When it crafted legislation to fight air pollution, Congress relied on America’s unique system of federalism. The 1970 Clean Air Act establishes a “division of responsibilities” between the state and federal governments commonly known as “cooperative federalism.” In practice, this means that the federal agency sets minimum standards, which states are left to meet however they best see fit, subject to U.S. Environmental Protection Agency (EPA) approval. Pursuant to this partnership, “[t]he state proposes” and “the EPA disposes.” Typically, states shoulder 80 percent of the costs of implementing regulations under the Clean Air Act.
For most of the Clean Air Act’s history, states and the EPA have worked well together. However, during the Obama administration, there has been a marked shift away from harmonious relations between these co-sovereigns. This transition from cooperative to combative federalism has led to some serious problems for the nation’s air quality policy:
- EPA takeovers of state air quality programs, known as Federal Implementation Plans (FIPs), have increased precipitously since President Obama took office. The Obama administration has imposed more FIPs than the sum of the previous three administrations—multiplied by 10.
- Ninety-eight percent (50 of 51) of Obama-era Clean Air Act FIPs are of dubious legitimacy.
- Environmental special interests have “captured” the EPA. In return for investing in electoral politics, green groups have been given the reins to environmental policy making at the EPA.

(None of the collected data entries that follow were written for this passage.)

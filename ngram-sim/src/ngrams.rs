//! N-gram generation at character and word granularity.
use std::fmt;
use std::ops::Range;
use std::str::FromStr;

use crate::errors::{NgramSimError, Result};
use crate::shingling::ShingleIter;
use crate::tokens::Tokenizer;

/// Level at which n-grams are taken.
#[derive(Clone, Copy, Debug, Default, PartialEq, Eq, Hash)]
pub enum Granularity {
    /// Characters within each word token.
    #[default]
    Char,
    /// Word tokens across the whole text.
    Word,
}

impl FromStr for Granularity {
    type Err = &'static str;
    fn from_str(granularity: &str) -> Result<Self, Self::Err> {
        match granularity {
            "char" => Ok(Self::Char),
            "word" => Ok(Self::Word),
            _ => Err("Could not parse a granularity option"),
        }
    }
}

impl fmt::Display for Granularity {
    fn fmt(&self, f: &mut fmt::Formatter) -> fmt::Result {
        match self {
            Self::Char => f.write_str("char"),
            Self::Word => f.write_str("word"),
        }
    }
}

/// An n-gram of either granularity, borrowing from its source text.
#[derive(Clone, Debug, PartialEq, Eq, Hash)]
pub enum Ngram<'a> {
    /// Consecutive characters of one token.
    Char(&'a str),
    /// Consecutive tokens.
    Word(Vec<&'a str>),
}

impl<'a> Ngram<'a> {
    /// Gets the number of elements (characters or tokens).
    pub fn len(&self) -> usize {
        match self {
            Self::Char(chars) => chars.chars().count(),
            Self::Word(words) => words.len(),
        }
    }

    /// Checks if the n-gram has no elements.
    pub fn is_empty(&self) -> bool {
        match self {
            Self::Char(chars) => chars.is_empty(),
            Self::Word(words) => words.is_empty(),
        }
    }

    /// Gets the granularity the n-gram was taken at.
    pub const fn granularity(&self) -> Granularity {
        match self {
            Self::Char(_) => Granularity::Char,
            Self::Word(_) => Granularity::Word,
        }
    }
}

impl fmt::Display for Ngram<'_> {
    fn fmt(&self, f: &mut fmt::Formatter) -> fmt::Result {
        match self {
            Self::Char(chars) => f.write_str(chars),
            Self::Word(words) => f.write_str(&words.join(" ")),
        }
    }
}

/// Raw n-grams of a sequence.
///
/// Windows of width `min(n, sequence.len())` are taken left to right, stepped by one.
/// A sequence no longer than `n` therefore yields itself as its only n-gram,
/// and an empty sequence yields none.
///
/// # Errors
///
/// [`NgramSimError::InvalidWindowSize`] if `n` is 0.
pub fn generate_ngrams<T>(sequence: &[T], n: usize) -> Result<Vec<&[T]>> {
    NgramSimError::check_window_size(n)?;
    Ok(ShingleIter::new(sequence, n).collect())
}

/// Word-level n-grams of a text.
///
/// If the text has at most `n` tokens, the only n-gram is the whole token sequence.
///
/// # Errors
///
/// [`NgramSimError::InvalidWindowSize`] if `n` is 0.
pub fn word_ngrams<'a, T>(text: &'a str, n: usize, tokenizer: &T) -> Result<Vec<Vec<&'a str>>>
where
    T: Tokenizer + ?Sized,
{
    NgramSimError::check_window_size(n)?;
    Ok(collect_word_ngrams(text, n, tokenizer))
}

/// Character-level n-grams from within the tokens of a text.
///
/// N-grams are never taken across token boundaries, so a token with at most `n`
/// characters contributes itself, shorter than `n`.
///
/// # Errors
///
/// [`NgramSimError::InvalidWindowSize`] if `n` is 0.
pub fn char_ngrams<'a, T>(text: &'a str, n: usize, tokenizer: &T) -> Result<Vec<&'a str>>
where
    T: Tokenizer + ?Sized,
{
    NgramSimError::check_window_size(n)?;
    Ok(collect_char_ngrams(text, n, tokenizer))
}

/// N-grams of a text at the given granularity.
///
/// # Errors
///
/// [`NgramSimError::InvalidWindowSize`] if `n` is 0.
pub fn ngrams<'a, T>(
    text: &'a str,
    granularity: Granularity,
    n: usize,
    tokenizer: &T,
) -> Result<Vec<Ngram<'a>>>
where
    T: Tokenizer + ?Sized,
{
    NgramSimError::check_window_size(n)?;
    Ok(collect_ngrams(text, granularity, n, tokenizer))
}

// The collectors below expect a validated window size.

pub(crate) fn collect_ngrams<'a, T>(
    text: &'a str,
    granularity: Granularity,
    n: usize,
    tokenizer: &T,
) -> Vec<Ngram<'a>>
where
    T: Tokenizer + ?Sized,
{
    match granularity {
        Granularity::Char => collect_char_ngrams(text, n, tokenizer)
            .into_iter()
            .map(Ngram::Char)
            .collect(),
        Granularity::Word => collect_word_ngrams(text, n, tokenizer)
            .into_iter()
            .map(Ngram::Word)
            .collect(),
    }
}

pub(crate) fn collect_word_ngrams<'a, T>(text: &'a str, n: usize, tokenizer: &T) -> Vec<Vec<&'a str>>
where
    T: Tokenizer + ?Sized,
{
    let tokens = tokenizer.tokenize(text);
    ShingleIter::new(&tokens, n)
        .map(|window| window.to_vec())
        .collect()
}

pub(crate) fn collect_char_ngrams<'a, T>(text: &'a str, n: usize, tokenizer: &T) -> Vec<&'a str>
where
    T: Tokenizer + ?Sized,
{
    let mut ngrams = vec![];
    let mut char_ranges: Vec<Range<usize>> = vec![];
    for token in tokenizer.tokenize(text) {
        char_ranges.clear();
        char_ranges.extend(token.char_indices().map(|(i, c)| i..i + c.len_utf8()));
        ngrams.extend(
            ShingleIter::new(&char_ranges, n)
                .map(move |ranges| &token[ranges[0].start..ranges[ranges.len() - 1].end]),
        );
    }
    ngrams
}

#[cfg(test)]
mod tests {
    use super::*;

    use crate::tokens::{Delimiter, Punctuation, Whitespace};

    #[test]
    fn test_generate_ngrams() {
        let sequence = ['a', 'b', 'c', 'd'];
        assert_eq!(
            generate_ngrams(&sequence, 3).unwrap(),
            vec![&['a', 'b', 'c'][..], &['b', 'c', 'd'][..]]
        );
        assert_eq!(
            generate_ngrams(&sequence, 1).unwrap(),
            vec![&['a'][..], &['b'][..], &['c'][..], &['d'][..]]
        );
        assert_eq!(generate_ngrams(&sequence, 4).unwrap(), vec![&sequence[..]]);
        assert_eq!(generate_ngrams(&sequence, 10).unwrap(), vec![&sequence[..]]);
    }

    #[test]
    fn test_generate_ngrams_edges() {
        let empty: [u8; 0] = [];
        assert!(generate_ngrams(&empty, 3).unwrap().is_empty());
        assert_eq!(generate_ngrams(&[7], 1).unwrap(), vec![&[7][..]]);
        assert_eq!(generate_ngrams(&[7], 5).unwrap(), vec![&[7][..]]);
        assert_eq!(
            generate_ngrams(&[1, 2], 0),
            Err(NgramSimError::InvalidWindowSize(0))
        );
    }

    #[test]
    fn test_generate_ngrams_window_count() {
        let sequence: Vec<usize> = (0..20).collect();
        for len in 1..=sequence.len() {
            for n in 1..=len + 2 {
                let s = &sequence[..len];
                let width = n.min(len);
                let ngrams = generate_ngrams(s, n).unwrap();
                assert_eq!(ngrams.len(), len - width + 1);
                for (i, ngram) in ngrams.iter().enumerate() {
                    assert_eq!(*ngram, &s[i..i + width]);
                }
            }
        }
    }

    #[test]
    fn test_word_ngrams() {
        assert_eq!(
            word_ngrams("This is not a test!", 3, &Whitespace).unwrap(),
            vec![
                vec!["This", "is", "not"],
                vec!["is", "not", "a"],
                vec!["not", "a", "test!"]
            ]
        );
        assert_eq!(
            word_ngrams("Test!", 3, &Whitespace).unwrap(),
            vec![vec!["Test!"]]
        );
        assert_eq!(
            word_ngrams("a b", 3, &Whitespace).unwrap(),
            vec![vec!["a", "b"]]
        );
        assert!(word_ngrams("", 3, &Whitespace).unwrap().is_empty());
        assert_eq!(
            word_ngrams("a b", 0, &Whitespace),
            Err(NgramSimError::InvalidWindowSize(0))
        );
    }

    #[test]
    fn test_char_ngrams() {
        assert_eq!(
            char_ngrams("This is not a test!", 3, &Whitespace).unwrap(),
            vec!["Thi", "his", "is", "not", "a", "tes", "est", "st!"]
        );
        assert_eq!(
            char_ngrams("abc de", 1, &Whitespace).unwrap(),
            vec!["a", "b", "c", "d", "e"]
        );
        assert!(char_ngrams(" \n ", 2, &Whitespace).unwrap().is_empty());
        assert_eq!(
            char_ngrams("abc", 0, &Whitespace),
            Err(NgramSimError::InvalidWindowSize(0))
        );
    }

    #[test]
    fn test_char_ngrams_multibyte() {
        assert_eq!(
            char_ngrams("Нью-Йорк 東京都", 2, &Whitespace).unwrap(),
            vec!["Нь", "ью", "ю-", "-Й", "Йо", "ор", "рк", "東京", "京都"]
        );
    }

    #[test]
    fn test_char_ngrams_stay_within_tokens() {
        let text = "the quick brown fox jumps over the lazy dog";
        for n in 1..=6 {
            for ngram in char_ngrams(text, n, &Whitespace).unwrap() {
                assert!(!ngram.contains(' '));
                assert!(ngram.chars().count() <= n);
            }
        }
    }

    #[test]
    fn test_char_ngrams_slide_over_token() {
        let token = "sliding";
        let ngrams = char_ngrams(token, 3, &Whitespace).unwrap();
        assert_eq!(ngrams.len(), token.len() - 2);
        for (i, ngram) in ngrams.iter().enumerate() {
            assert_eq!(*ngram, &token[i..i + 3]);
        }
    }

    #[test]
    fn test_custom_tokenizers() {
        assert_eq!(
            char_ngrams("ab,cd", 2, &Delimiter(',')).unwrap(),
            vec!["ab", "cd"]
        );
        assert_eq!(
            word_ngrams("Hi, you.", 2, &Punctuation).unwrap(),
            vec![vec!["Hi", ","], vec![",", "you"], vec!["you", "."]]
        );
        let tokenizer: &dyn Tokenizer = &Whitespace;
        assert_eq!(word_ngrams("x y", 1, tokenizer).unwrap(), vec![vec!["x"], vec!["y"]]);
    }

    #[test]
    fn test_ngrams() {
        assert_eq!(
            ngrams("ab cd", Granularity::Char, 2, &Whitespace).unwrap(),
            vec![Ngram::Char("ab"), Ngram::Char("cd")]
        );
        assert_eq!(
            ngrams("ab cd", Granularity::Word, 2, &Whitespace).unwrap(),
            vec![Ngram::Word(vec!["ab", "cd"])]
        );
    }

    #[test]
    fn test_ngram() {
        let ngram = Ngram::Char("東京");
        assert_eq!(ngram.len(), 2);
        assert_eq!(ngram.granularity(), Granularity::Char);
        assert_eq!(ngram.to_string(), "東京");

        let ngram = Ngram::Word(vec!["not", "a", "test"]);
        assert_eq!(ngram.len(), 3);
        assert!(!ngram.is_empty());
        assert_eq!(ngram.granularity(), Granularity::Word);
        assert_eq!(ngram.to_string(), "not a test");
    }

    #[test]
    fn test_granularity() {
        assert_eq!("char".parse::<Granularity>(), Ok(Granularity::Char));
        assert_eq!("word".parse::<Granularity>(), Ok(Granularity::Word));
        assert!("line".parse::<Granularity>().is_err());
        assert_eq!(Granularity::Word.to_string(), "word");
    }
}
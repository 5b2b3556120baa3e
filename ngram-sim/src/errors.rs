//! Error definitions.
use std::result;

use thiserror::Error;

/// A specialized Result type for this library.
pub type Result<T, E = NgramSimError> = result::Result<T, E>;

/// Errors in this library.
#[derive(Clone, Debug, Error, PartialEq, Eq)]
pub enum NgramSimError {
    /// The window size `n` of an n-gram was less than 1.
    #[error("InvalidWindowSize: window size must be at least 1, but got {0}.")]
    InvalidWindowSize(usize),

    /// Both compared texts yielded no n-grams, so the Dice coefficient has no value.
    /// Only returned under [`EmptyPolicy::Strict`](crate::EmptyPolicy::Strict).
    #[error("DivisionUndefined: both texts yield no n-grams.")]
    DivisionUndefined,
}

impl NgramSimError {
    pub(crate) const fn check_window_size(n: usize) -> Result<()> {
        if n == 0 {
            return Err(Self::InvalidWindowSize(n));
        }
        Ok(())
    }
}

- By using a legal strategy known as “sue and settle,” the EPA has effectively undermined states’ authority in favor of environmental special interests in the implementation of the Clean Air Act. This involves the agency implementing policy changes in response to lawsuits by environmental pressure groups, rather than pursuant to any explicit delegation by Congress. Sue and settle litigation has tripled during the Obama administration.
Two legislative solutions would restore the proper balance of power between the state and federal governments pursuant to the Clean Air Act. The first would level the balance of justice when state and federal governments disagree on how to implement the Clean Air Act. The second would ameliorate the impacts of collusive “sue and settle” policymaking between EPA and special interests, to the exclusion of the states.